### Information shown
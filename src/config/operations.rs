//! Settings loading and validation.

use super::model::Settings;
use crate::error::{MigrateError, Result};
use std::path::Path;

/// Tolerance for weight groups that must sum to 1.
const WEIGHT_TOLERANCE: f64 = 1e-6;

impl Settings {
    /// Load settings from a YAML file.
    ///
    /// Unknown fields in the YAML are silently ignored for forward compatibility.
    ///
    /// # Arguments
    ///
    /// * `path` - Path to the settings file
    ///
    /// # Returns
    ///
    /// * `Ok(Settings)` - Successfully loaded and validated settings
    /// * `Err(MigrateError::Config)` - Read error, parse error or validation failure
    pub fn load<P: AsRef<Path>>(path: P) -> Result<Self> {
        let path = path.as_ref();

        let content = std::fs::read_to_string(path).map_err(|e| {
            MigrateError::Config(format!(
                "failed to read settings file '{}': {}",
                path.display(),
                e
            ))
        })?;

        Self::from_yaml(&content)
    }

    /// Load settings from `path` when given, otherwise use defaults.
    pub fn load_or_default<P: AsRef<Path>>(path: Option<P>) -> Result<Self> {
        match path {
            Some(path) => Self::load(path),
            None => Ok(Self::default()),
        }
    }

    /// Parse settings from a YAML string.
    pub fn from_yaml(yaml: &str) -> Result<Self> {
        let settings: Settings = serde_yaml::from_str(yaml)
            .map_err(|e| MigrateError::Config(format!("failed to parse settings YAML: {}", e)))?;

        settings.validate()?;
        Ok(settings)
    }

    /// Serialize settings to a YAML string.
    pub fn to_yaml(&self) -> Result<String> {
        serde_yaml::to_string(self)
            .map_err(|e| MigrateError::Config(format!("failed to serialize settings: {}", e)))
    }

    /// Validate settings values.
    ///
    /// Validation rules:
    /// - every threshold, ratio and weight lies in [0, 1]
    /// - `auto_apply_threshold` is strictly greater than `suggest_threshold`
    /// - guidance bands ascend from low to medium to `auto_apply_threshold`
    /// - each weight group sums to 1
    /// - `min_object_fields` is at least 1
    pub fn validate(&self) -> Result<()> {
        let d = &self.discovery;

        let unit_values = [
            ("discovery.auto_apply_threshold", d.auto_apply_threshold),
            ("discovery.suggest_threshold", d.suggest_threshold),
            ("discovery.medium_confidence_threshold", d.medium_confidence_threshold),
            ("discovery.low_confidence_threshold", d.low_confidence_threshold),
            ("discovery.field_name_threshold", d.field_name_threshold),
            ("discovery.field_name_review_below", d.field_name_review_below),
            ("discovery.value_pattern_threshold", d.value_pattern_threshold),
            ("discovery.value_pattern_review_below", d.value_pattern_review_below),
            ("discovery.structural_threshold", d.structural_threshold),
            ("discovery.structural_review_below", d.structural_review_below),
            ("discovery.semantic_review_below", d.semantic_review_below),
            ("discovery.structural_weights.prefix", d.structural_weights.prefix),
            ("discovery.structural_weights.depth", d.structural_weights.depth),
            ("discovery.structural_weights.keywords", d.structural_weights.keywords),
            ("discovery.value_weights.pattern", d.value_weights.pattern),
            ("discovery.value_weights.length", d.value_weights.length),
            ("discovery.semantic_weights.base", d.semantic_weights.base),
            ("discovery.semantic_weights.keywords", d.semantic_weights.keywords),
            ("discovery.semantic_weights.context", d.semantic_weights.context),
            ("transform.object_move_ratio", self.transform.object_move_ratio),
        ];
        for (name, value) in unit_values {
            if !(0.0..=1.0).contains(&value) {
                return Err(MigrateError::Config(format!(
                    "validation failed: {} must be between 0 and 1 (found {})",
                    name, value
                )));
            }
        }

        if d.auto_apply_threshold <= d.suggest_threshold {
            return Err(MigrateError::Config(format!(
                "validation failed: discovery.auto_apply_threshold ({}) must be greater than discovery.suggest_threshold ({})",
                d.auto_apply_threshold, d.suggest_threshold
            )));
        }

        if d.low_confidence_threshold > d.medium_confidence_threshold
            || d.medium_confidence_threshold > d.auto_apply_threshold
        {
            return Err(MigrateError::Config(format!(
                "validation failed: guidance bands must satisfy low_confidence_threshold ({}) <= medium_confidence_threshold ({}) <= auto_apply_threshold ({})",
                d.low_confidence_threshold, d.medium_confidence_threshold, d.auto_apply_threshold
            )));
        }

        let weight_groups = [
            (
                "discovery.structural_weights",
                d.structural_weights.prefix + d.structural_weights.depth + d.structural_weights.keywords,
            ),
            (
                "discovery.value_weights",
                d.value_weights.pattern + d.value_weights.length,
            ),
            (
                "discovery.semantic_weights",
                d.semantic_weights.base + d.semantic_weights.keywords + d.semantic_weights.context,
            ),
        ];
        for (name, sum) in weight_groups {
            if (sum - 1.0).abs() > WEIGHT_TOLERANCE {
                return Err(MigrateError::Config(format!(
                    "validation failed: {} must sum to 1 (found {})",
                    name, sum
                )));
            }
        }

        if self.transform.min_object_fields == 0 {
            return Err(MigrateError::Config(
                "validation failed: transform.min_object_fields must be greater than 0".to_string(),
            ));
        }

        Ok(())
    }
}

### Exercise goal
From the first line of the data through the line with "to read settings", quote each line exactly and add nothing else.

### Reply
filename src/config/operations.rs
//! Settings loading and validation.

use super::model::Settings;
use crate::error::{MigrateError, Result};
use std::path::Path;

/// Tolerance for weight groups that must sum to 1.
const WEIGHT_TOLERANCE: f64 = 1e-6;

impl Settings {
    /// Load settings from a YAML file.
    ///
    /// Unknown fields in the YAML are silently ignored for forward compatibility.
    ///
    /// # Arguments
    ///
    /// * `path` - Path to the settings file
    ///
    /// # Returns
    ///
    /// * `Ok(Settings)` - Successfully loaded and validated settings
    /// * `Err(MigrateError::Config)` - Read error, parse error or validation failure
    pub fn load<P: AsRef<Path>>(path: P) -> Result<Self> {
        let path = path.as_ref();

        let content = std::fs::read_to_string(path).map_err(|e| {
            MigrateError::Config(format!(
                "failed to read settings file '{}': {}",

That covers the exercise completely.